The more we make such unwarranted claims in our daily discourse, the lazier our brains become, the more susceptible we become to specious professions, and the more we view data and evidence as the banal details that should be relegated to science labs and courtrooms. I also believe it is partly at fault for our blind adherence to our own ideology.

We are creatures of habit, running in the same circles of friends week after week, watching the same news programs, reading the same websites. The claims we make and hear from others get batted around unchallenged, slipping into conversation as easily as laughter or talk of the weather. True or not, our allegations to one another become reality. So much so that we are jarred when we are confronted with anything different. So enraptured in what we know to be “true” we respond with vitriol and indignation; only then does our scientific mind suddenly jolt to life, demanding from those who have challenged us every scrap of data and evidence on the subject hand. And even then we are likely not to believe.

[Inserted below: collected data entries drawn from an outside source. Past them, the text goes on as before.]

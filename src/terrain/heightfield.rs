//! Fixed-resolution elevation grid for one chunk.
//!
//! A heightfield is produced exactly once, on a background task, and is
//! immutable from the moment it is handed to its owning chunk. Coordinates
//! here are grid-local (cell units); conversion from world space is the
//! chunk's job.

use std::f32::consts::PI;

/// Square grid of elevation samples.
#[derive(Clone, Debug, PartialEq)]
pub struct Heightfield {
    resolution: usize,
    samples: Vec<f32>,
}

impl Heightfield {
    /// Create a heightfield from a sample closure called once per grid point.
    pub fn from_fn(resolution: usize, mut sample: impl FnMut(usize, usize) -> f32) -> Self {
        let mut samples = Vec::with_capacity(resolution * resolution);
        for iz in 0..resolution {
            for ix in 0..resolution {
                samples.push(sample(ix, iz));
            }
        }
        Self { resolution, samples }
    }

    /// Create a flat heightfield at the given elevation.
    pub fn flat(resolution: usize, elevation: f32) -> Self {
        Self {
            resolution,
            samples: vec![elevation; resolution * resolution],
        }
    }

    /// Samples per side.
    pub fn resolution(&self) -> usize {
        self.resolution
    }

    /// Elevation at a grid point. Indices are clamped to the valid range.
    pub fn get(&self, ix: usize, iz: usize) -> f32 {
        let ix = ix.min(self.resolution - 1);
        let iz = iz.min(self.resolution - 1);
        self.samples[iz * self.resolution + ix]
    }

    /// Bilinearly interpolated elevation at a grid-local position in cell
    /// units. Positions outside the grid clamp to the border, so the field is
    /// defined (and continuous) everywhere.
    pub fn sample_bilinear(&self, x: f32, z: f32) -> f32 {
        let max = (self.resolution - 1) as f32;
        let x = x.clamp(0.0, max);
        let z = z.clamp(0.0, max);

        let ix = x.floor() as usize;
        let iz = z.floor() as usize;
        let fx = x - ix as f32;
        let fz = z - iz as f32;

        let h00 = self.get(ix, iz);
        let h10 = self.get(ix + 1, iz);
        let h01 = self.get(ix, iz + 1);
        let h11 = self.get(ix + 1, iz + 1);

        let a = h00 + (h10 - h00) * fx;
        let b = h01 + (h11 - h01) * fx;
        a + (b - a) * fz
    }

    /// Minimum and maximum elevation over the whole grid.
    pub fn min_max(&self) -> (f32, f32) {
        let mut min = f32::INFINITY;
        let mut max = f32::NEG_INFINITY;
        for &h in &self.samples {
            min = min.min(h);
            max = max.max(h);
        }
        (min, max)
    }

    /// Carve a circular crater centered at (`cx`, `cz`) in cell units.
    ///
    /// Inside `radius` the elevation is pulled down toward a parabolic bowl of
    /// the given `depth`; a sinusoidal rim rises just past the radius. Used
    /// for one-off set-piece terrain, not the streaming path.
    pub fn carve_crater(&mut self, cx: f32, cz: f32, radius: f32, depth: f32) {
        let rim_width = radius * 0.4;
        let rim_height = depth * 0.25;

        for iz in 0..self.resolution {
            for ix in 0..self.resolution {
                let dx = ix as f32 - cx;
                let dz = iz as f32 - cz;
                let d = (dx * dx + dz * dz).sqrt();

                let idx = iz * self.resolution + ix;
                if d < radius {
                    // Bowl: deepest at the center, zero at the radius
                    let t = d / radius;
                    let bowl = depth * (1.0 - t * t);
                    self.samples[idx] -= bowl;
                } else if d < radius + rim_width {
                    // Raised rim falling off sinusoidally
                    let t = (d - radius) / rim_width;
                    self.samples[idx] += rim_height * (PI * t).sin().max(0.0) * (1.0 - t);
                }
            }
        }
    }
}

#[cfg(test)]
mod tests {
    use super::*;

    fn ramp(resolution: usize) -> Heightfield {
        Heightfield::from_fn(resolution, |ix, iz| ix as f32 + iz as f32 * 10.0)
    }

    #[test]
    fn test_grid_point_exact() {
        let hf = ramp(9);
        // Sampling exactly at a grid point reproduces the stored elevation
        assert_eq!(hf.sample_bilinear(3.0, 5.0), hf.get(3, 5));
        assert_eq!(hf.sample_bilinear(0.0, 0.0), hf.get(0, 0));
        assert_eq!(hf.sample_bilinear(8.0, 8.0), hf.get(8, 8));
    }

    #[test]
    fn test_bilinear_between_points() {
        let hf = ramp(9);
        // Linear field: interpolation reproduces the analytic value
        let h = hf.sample_bilinear(2.5, 4.25);
        assert!((h - (2.5 + 42.5)).abs() < 1e-4);
    }

    #[test]
    fn test_bilinear_continuity() {
        let hf = ramp(9);
        // Small input deltas produce small output deltas
        let eps = 1e-3;
        let base = hf.sample_bilinear(3.7, 2.2);
        let dx = hf.sample_bilinear(3.7 + eps, 2.2);
        let dz = hf.sample_bilinear(3.7, 2.2 + eps);
        assert!((dx - base).abs() < 0.1);
        assert!((dz - base).abs() < 0.1);
    }

    #[test]
    fn test_out_of_range_clamps() {
        let hf = ramp(9);
        assert_eq!(hf.sample_bilinear(-5.0, -5.0), hf.get(0, 0));
        assert_eq!(hf.sample_bilinear(100.0, 100.0), hf.get(8, 8));
    }

    #[test]
    fn test_min_max() {
        let hf = ramp(5);
        let (min, max) = hf.min_max();
        assert_eq!(min, 0.0);
        assert_eq!(max, 4.0 + 40.0);
    }

    #[test]
    fn test_crater_bowl_and_rim() {
        let mut hf = Heightfield::flat(33, 10.0);
        hf.carve_crater(16.0, 16.0, 6.0, 8.0);

        // Center pulled down by the full depth
        assert!((hf.get(16, 16) - 2.0).abs() < 1e-4);
        // Just past the radius the rim rises above the original surface
        assert!(hf.get(16 + 7, 16) > 10.0);
        // Far away the surface is untouched
        assert_eq!(hf.get(0, 0), 10.0);
    }
}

We may not be able to pause for mathematical calculations or deep research with every lackadaisical comment we make. But we can stop and think, the next time we say something, “I wonder if that is true”. If there is a computer nearby maybe we can look up the answer. We can choose not to speak about the many things for which we have no knowledge, or when we do, we can state them as a matter of opinion, noting that we could easily be wrong. We can understand that on many issues there are multiple sources of data, often conflicting, and in these cases we can talk about the relative merits of each rather than discounting completely the side which contradicts our sensibilities. On matters that are settled, we can follow the evidence, even if it disagrees with what we want to believe. Or at the very least we can say, “Sorry, I understand where you’re coming from and understand your evidence, but I’m biased on the subject. Even if you’re right my heart won’t let me agree.”